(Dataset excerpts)
-- Opening Marker --
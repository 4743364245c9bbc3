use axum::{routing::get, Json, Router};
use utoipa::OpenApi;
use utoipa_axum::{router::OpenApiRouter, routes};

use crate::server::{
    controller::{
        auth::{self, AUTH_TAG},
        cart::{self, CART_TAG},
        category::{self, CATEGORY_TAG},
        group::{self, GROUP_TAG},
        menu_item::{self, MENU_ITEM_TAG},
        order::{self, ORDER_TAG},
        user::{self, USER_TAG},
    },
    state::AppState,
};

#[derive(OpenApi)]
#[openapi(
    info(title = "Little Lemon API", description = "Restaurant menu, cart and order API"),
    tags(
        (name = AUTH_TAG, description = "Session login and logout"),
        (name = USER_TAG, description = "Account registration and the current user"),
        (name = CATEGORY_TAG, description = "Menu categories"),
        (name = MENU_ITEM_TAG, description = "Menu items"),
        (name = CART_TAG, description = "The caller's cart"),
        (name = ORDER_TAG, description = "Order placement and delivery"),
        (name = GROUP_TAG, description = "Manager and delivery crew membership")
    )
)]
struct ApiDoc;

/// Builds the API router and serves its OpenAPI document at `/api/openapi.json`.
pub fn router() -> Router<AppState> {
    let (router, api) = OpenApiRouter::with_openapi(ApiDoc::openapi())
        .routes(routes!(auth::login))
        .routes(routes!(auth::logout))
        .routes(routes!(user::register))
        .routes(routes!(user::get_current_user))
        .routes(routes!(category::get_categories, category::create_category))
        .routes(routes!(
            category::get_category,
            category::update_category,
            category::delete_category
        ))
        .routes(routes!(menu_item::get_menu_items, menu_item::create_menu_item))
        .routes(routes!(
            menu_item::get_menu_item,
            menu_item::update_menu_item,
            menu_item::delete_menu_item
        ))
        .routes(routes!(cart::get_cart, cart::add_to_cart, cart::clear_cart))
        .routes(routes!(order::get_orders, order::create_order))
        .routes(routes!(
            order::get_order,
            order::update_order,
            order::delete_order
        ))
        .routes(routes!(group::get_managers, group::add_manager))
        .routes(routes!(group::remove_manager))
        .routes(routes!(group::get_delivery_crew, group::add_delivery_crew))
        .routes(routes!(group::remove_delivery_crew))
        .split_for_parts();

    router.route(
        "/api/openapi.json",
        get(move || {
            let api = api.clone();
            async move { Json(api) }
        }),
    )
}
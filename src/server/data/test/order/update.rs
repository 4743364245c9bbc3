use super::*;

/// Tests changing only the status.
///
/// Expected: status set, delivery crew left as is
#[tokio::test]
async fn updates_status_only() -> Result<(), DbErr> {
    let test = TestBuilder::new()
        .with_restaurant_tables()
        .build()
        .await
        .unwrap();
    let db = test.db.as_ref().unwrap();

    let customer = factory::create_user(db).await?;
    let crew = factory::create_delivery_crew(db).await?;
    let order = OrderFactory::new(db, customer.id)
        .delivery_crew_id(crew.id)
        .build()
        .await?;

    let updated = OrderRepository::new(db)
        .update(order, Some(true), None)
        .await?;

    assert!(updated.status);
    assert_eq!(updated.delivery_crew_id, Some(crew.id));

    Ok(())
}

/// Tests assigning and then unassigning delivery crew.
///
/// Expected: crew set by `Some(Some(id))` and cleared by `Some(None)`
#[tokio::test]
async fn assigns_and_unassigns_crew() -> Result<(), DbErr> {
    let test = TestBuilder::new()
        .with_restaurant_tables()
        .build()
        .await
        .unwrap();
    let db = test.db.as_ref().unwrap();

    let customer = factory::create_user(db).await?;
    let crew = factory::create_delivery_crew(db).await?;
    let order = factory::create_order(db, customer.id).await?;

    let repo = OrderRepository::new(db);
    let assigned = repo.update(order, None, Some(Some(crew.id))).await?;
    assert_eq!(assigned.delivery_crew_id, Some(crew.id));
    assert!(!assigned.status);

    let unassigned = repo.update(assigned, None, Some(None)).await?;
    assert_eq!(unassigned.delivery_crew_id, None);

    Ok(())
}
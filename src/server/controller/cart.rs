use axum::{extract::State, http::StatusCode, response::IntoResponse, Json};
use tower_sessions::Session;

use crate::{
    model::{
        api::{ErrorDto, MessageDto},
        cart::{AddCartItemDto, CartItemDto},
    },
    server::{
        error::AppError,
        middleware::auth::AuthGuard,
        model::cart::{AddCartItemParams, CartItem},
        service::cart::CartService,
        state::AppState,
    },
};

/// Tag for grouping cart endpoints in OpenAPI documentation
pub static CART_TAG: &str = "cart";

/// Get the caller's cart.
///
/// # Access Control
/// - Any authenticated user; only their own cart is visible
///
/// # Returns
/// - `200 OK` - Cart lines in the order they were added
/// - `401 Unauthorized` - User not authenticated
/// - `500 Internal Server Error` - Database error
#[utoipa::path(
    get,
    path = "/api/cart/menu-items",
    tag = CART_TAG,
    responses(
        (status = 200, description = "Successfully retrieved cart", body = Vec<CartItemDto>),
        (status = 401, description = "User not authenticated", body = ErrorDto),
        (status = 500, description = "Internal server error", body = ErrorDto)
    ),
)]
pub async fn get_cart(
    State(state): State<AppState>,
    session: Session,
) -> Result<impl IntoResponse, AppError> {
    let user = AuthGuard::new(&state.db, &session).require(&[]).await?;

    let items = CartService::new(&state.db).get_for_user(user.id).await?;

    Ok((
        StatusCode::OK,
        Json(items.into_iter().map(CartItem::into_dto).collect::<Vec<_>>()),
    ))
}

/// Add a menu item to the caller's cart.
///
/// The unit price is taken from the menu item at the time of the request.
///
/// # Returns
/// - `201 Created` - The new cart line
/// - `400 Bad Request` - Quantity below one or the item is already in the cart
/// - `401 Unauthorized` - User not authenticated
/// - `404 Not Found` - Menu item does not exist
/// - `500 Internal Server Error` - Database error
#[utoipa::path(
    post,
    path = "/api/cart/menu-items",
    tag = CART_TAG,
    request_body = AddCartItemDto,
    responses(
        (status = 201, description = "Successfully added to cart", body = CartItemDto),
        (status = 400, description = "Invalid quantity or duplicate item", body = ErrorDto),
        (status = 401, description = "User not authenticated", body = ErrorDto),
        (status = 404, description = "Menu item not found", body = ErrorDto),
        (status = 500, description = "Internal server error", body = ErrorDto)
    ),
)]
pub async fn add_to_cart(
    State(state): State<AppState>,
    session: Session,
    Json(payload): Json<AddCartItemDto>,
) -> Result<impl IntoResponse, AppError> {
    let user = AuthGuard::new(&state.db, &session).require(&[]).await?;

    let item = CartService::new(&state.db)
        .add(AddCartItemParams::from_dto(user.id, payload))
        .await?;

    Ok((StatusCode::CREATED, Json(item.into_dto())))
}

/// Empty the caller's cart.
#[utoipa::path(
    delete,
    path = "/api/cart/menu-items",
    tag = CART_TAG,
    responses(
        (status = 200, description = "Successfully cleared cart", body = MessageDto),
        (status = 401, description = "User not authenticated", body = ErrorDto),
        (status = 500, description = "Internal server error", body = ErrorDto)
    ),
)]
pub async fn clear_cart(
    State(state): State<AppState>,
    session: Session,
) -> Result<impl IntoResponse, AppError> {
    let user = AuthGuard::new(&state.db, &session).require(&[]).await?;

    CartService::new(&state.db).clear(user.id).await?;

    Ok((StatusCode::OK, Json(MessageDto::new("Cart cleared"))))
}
-- Closing Marker --
Keeping every character as it is, restate the lines above that run from the line with "of the request." through the line with "does not exist", both included, and nothing else.

/// The unit price is taken from the menu item at the time of the request.
///
/// # Returns
/// - `201 Created` - The new cart line
/// - `400 Bad Request` - Quantity below one or the item is already in the cart
/// - `401 Unauthorized` - User not authenticated
/// - `404 Not Found` - Menu item does not exist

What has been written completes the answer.